Published online by Cambridge University Press: 03 July 2025
After seizing state power on 1 February 2021, coup leader and commander-in-chief of the Myanmar military, Senior General Min Aung Hlaing, assumed the position of chairman of the State Administration Council (SAC) military regime the next day. He made his first public statement only a week later, on 8 February 2021, stating that the SAC would not change the country's foreign and economic policies, and offering assurances that Myanmar's economy would remain open to foreign investment. This was echoed by the SAC's minister for investment, U Aung Naing Oo, who highlighted on 16 February that the SAC would prioritize economic recovery from the pandemic. These pronouncements were indicative of the SAC's aspiration to legitimize its seizure of power by presiding over an economic performance better than that achieved under the National League for Democracy (NLD) during its first term in office over 2016–21.

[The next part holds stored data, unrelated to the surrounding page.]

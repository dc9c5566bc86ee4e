use std::fmt;

use serde::{Deserialize, Deserializer, Serialize, Serializer, de};

/// Smallest vertex count a graph may be defined with.
pub const MIN_NODES: usize = 2;
/// Largest vertex count; one node per letter of the alphabet.
pub const MAX_NODES: usize = 26;
/// Smallest number of edge rows the input form generates.
pub const MIN_EDGES: usize = 1;
/// Largest number of edge rows the input form generates.
pub const MAX_EDGES: usize = 50;

/// Index of a vertex in the current graph.
#[derive(Clone, Copy, Debug, PartialEq, Eq, PartialOrd, Ord, Hash, Serialize, Deserialize)]
#[serde(transparent)]
pub struct NodeId(pub usize);

impl NodeId {
	/// Position of the node, `0` for `A`.
	pub fn index(self) -> usize {
		self.0
	}
}

impl fmt::Display for NodeId {
	fn fmt(&self, f: &mut fmt::Formatter<'_>) -> fmt::Result {
		write!(f, "{}", self.0)
	}
}

/// Bijection between node ids `0..N` and the letters `A..`.
#[derive(Clone, Copy, Debug, PartialEq, Eq)]
pub struct LabelMap {
	len: usize,
}

impl LabelMap {
	pub(super) fn with_len(len: usize) -> Self {
		Self { len }
	}

	/// Number of nodes in the mapping.
	pub fn len(&self) -> usize {
		self.len
	}

	/// `true` for a mapping with no nodes.
	pub fn is_empty(&self) -> bool {
		self.len == 0
	}

	/// Letter of `id`, or `None` if the id is out of range.
	pub fn label_of(&self, id: NodeId) -> Option<char> {
		(id.0 < self.len).then(|| (b'A' + id.0 as u8) as char)
	}

	/// Resolves a typed label. Surrounding whitespace and case are ignored,
	/// anything longer than one letter never resolves.
	pub fn resolve(&self, label: &str) -> Option<NodeId> {
		let mut chars = label.trim().chars();
		let letter = chars.next()?.to_ascii_uppercase();
		if chars.next().is_some() || !letter.is_ascii_uppercase() {
			return None;
		}
		let id = (letter as u8 - b'A') as usize;
		(id < self.len).then_some(NodeId(id))
	}

	/// Letter of the highest id, used in "A-<last>" hints.
	pub fn last_label(&self) -> char {
		match self.len {
			0 => 'A',
			n => (b'A' + (n - 1) as u8) as char,
		}
	}

	/// Every node id in ascending order.
	pub fn ids(&self) -> impl Iterator<Item = NodeId> + '_ {
		(0..self.len).map(NodeId)
	}
}

/// Undirected identity of an edge: the ordered pair `(min, max)`.
///
/// On the wire this is the string `"u-v"`.
#[derive(Clone, Copy, Debug, PartialEq, Eq, PartialOrd, Ord, Hash)]
pub struct EdgeKey {
	lo: NodeId,
	hi: NodeId,
}

impl EdgeKey {
	/// Key of the edge between `a` and `b`, in either order.
	pub fn new(a: NodeId, b: NodeId) -> Self {
		Self {
			lo: a.min(b),
			hi: a.max(b),
		}
	}

	/// Lower and higher endpoint.
	pub fn endpoints(&self) -> (NodeId, NodeId) {
		(self.lo, self.hi)
	}
}

impl fmt::Display for EdgeKey {
	fn fmt(&self, f: &mut fmt::Formatter<'_>) -> fmt::Result {
		write!(f, "{}-{}", self.lo, self.hi)
	}
}

impl std::str::FromStr for EdgeKey {
	type Err = String;

	fn from_str(s: &str) -> Result<Self, Self::Err> {
		let (a, b) = s
			.split_once('-')
			.ok_or_else(|| format!("edge key `{s}` is not of the form u-v"))?;
		let parse = |part: &str| {
			part.trim()
				.parse::<usize>()
				.map(NodeId)
				.map_err(|_| format!("edge key `{s}` has a non-numeric endpoint"))
		};
		Ok(Self::new(parse(a)?, parse(b)?))
	}
}

impl Serialize for EdgeKey {
	fn serialize<S: Serializer>(&self, serializer: S) -> Result<S::Ok, S::Error> {
		serializer.collect_str(self)
	}
}

impl<'de> Deserialize<'de> for EdgeKey {
	fn deserialize<D: Deserializer<'de>>(deserializer: D) -> Result<Self, D::Error> {
		let raw = String::deserialize(deserializer)?;
		raw.parse().map_err(de::Error::custom)
	}
}

/// A validated, weighted edge. Endpoints are distinct and in range.
#[derive(Clone, Copy, Debug, PartialEq, Eq)]
pub struct Edge {
	/// Endpoint typed in the From column.
	pub from: NodeId,
	/// Endpoint typed in the To column.
	pub to: NodeId,
	/// Positive weight.
	pub weight: u64,
}

impl Edge {
	/// Undirected identity of this edge.
	pub fn key(&self) -> EdgeKey {
		EdgeKey::new(self.from, self.to)
	}

	/// `[u, v, w]` triple as sent to the algorithm service.
	pub fn as_triple(&self) -> [u64; 3] {
		[self.from.0 as u64, self.to.0 as u64, self.weight]
	}
}

/// One row of the edge input form, exactly as typed.
#[derive(Clone, Debug, Default, PartialEq, Eq)]
pub struct EdgeRow {
	/// From label.
	pub from: String,
	/// To label.
	pub to: String,
	/// Weight text.
	pub weight: String,
}

impl EdgeRow {
	/// Row with the given field texts.
	pub fn new(from: impl Into<String>, to: impl Into<String>, weight: impl Into<String>) -> Self {
		Self {
			from: from.into(),
			to: to.into(),
			weight: weight.into(),
		}
	}
}

/// A fully validated graph. Built only by [`super::build_graph`].
#[derive(Clone, Debug, PartialEq, Eq)]
pub struct Graph {
	labels: LabelMap,
	edges: Vec<Edge>,
}

impl Graph {
	pub(super) fn new(labels: LabelMap, edges: Vec<Edge>) -> Self {
		Self { labels, edges }
	}

	/// Label mapping of the graph's nodes.
	pub fn labels(&self) -> &LabelMap {
		&self.labels
	}

	/// Number of nodes.
	pub fn node_count(&self) -> usize {
		self.labels.len()
	}

	/// Node ids `0..N`.
	pub fn nodes(&self) -> impl Iterator<Item = NodeId> + '_ {
		self.labels.ids()
	}

	/// Edges in input order, parallel duplicates included.
	pub fn edges(&self) -> &[Edge] {
		&self.edges
	}

	/// `true` if `id` names a node of this graph.
	pub fn contains_node(&self, id: NodeId) -> bool {
		id.0 < self.labels.len()
	}
}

The statements by Min Aung Hlaing and Aung Naing Oo were elaborations on the commitment to “recover the businesses caused [sic] by [the] Covid-19 pandemic as quickly as possible” that formed part of the six-point statement announcing the military's reasons for the coup. Despite these stated commitments, Myanmar's economic performance has steadily declined, as have domestic and external trust in the SAC's capacity to achieve the recovery—and attendant stability—it had promised when taking over state power in 2021. Interestingly, the SAC adapted the NLD's Myanmar Economic Recovery and Reform Plan (MERRP) as its Covid-19 response. The MERRP had been developed by the NLD as an update to and an extension of the longer-term Myanmar Sustainable Development Plan (MSDP), with a specific aim to respond to the Covid-19 pandemic. The pandemic had presented the NLD government with an opportunity to push through “radical” liberalization reforms with the MERRP, such as public finance reforms and liberalization of interest rates and the export sector. The SAC, however, dropped the “reform” element of the MERRP, and unveiled it instead as the Myanmar Economic Recovery Plan, or MERP, in August 2021.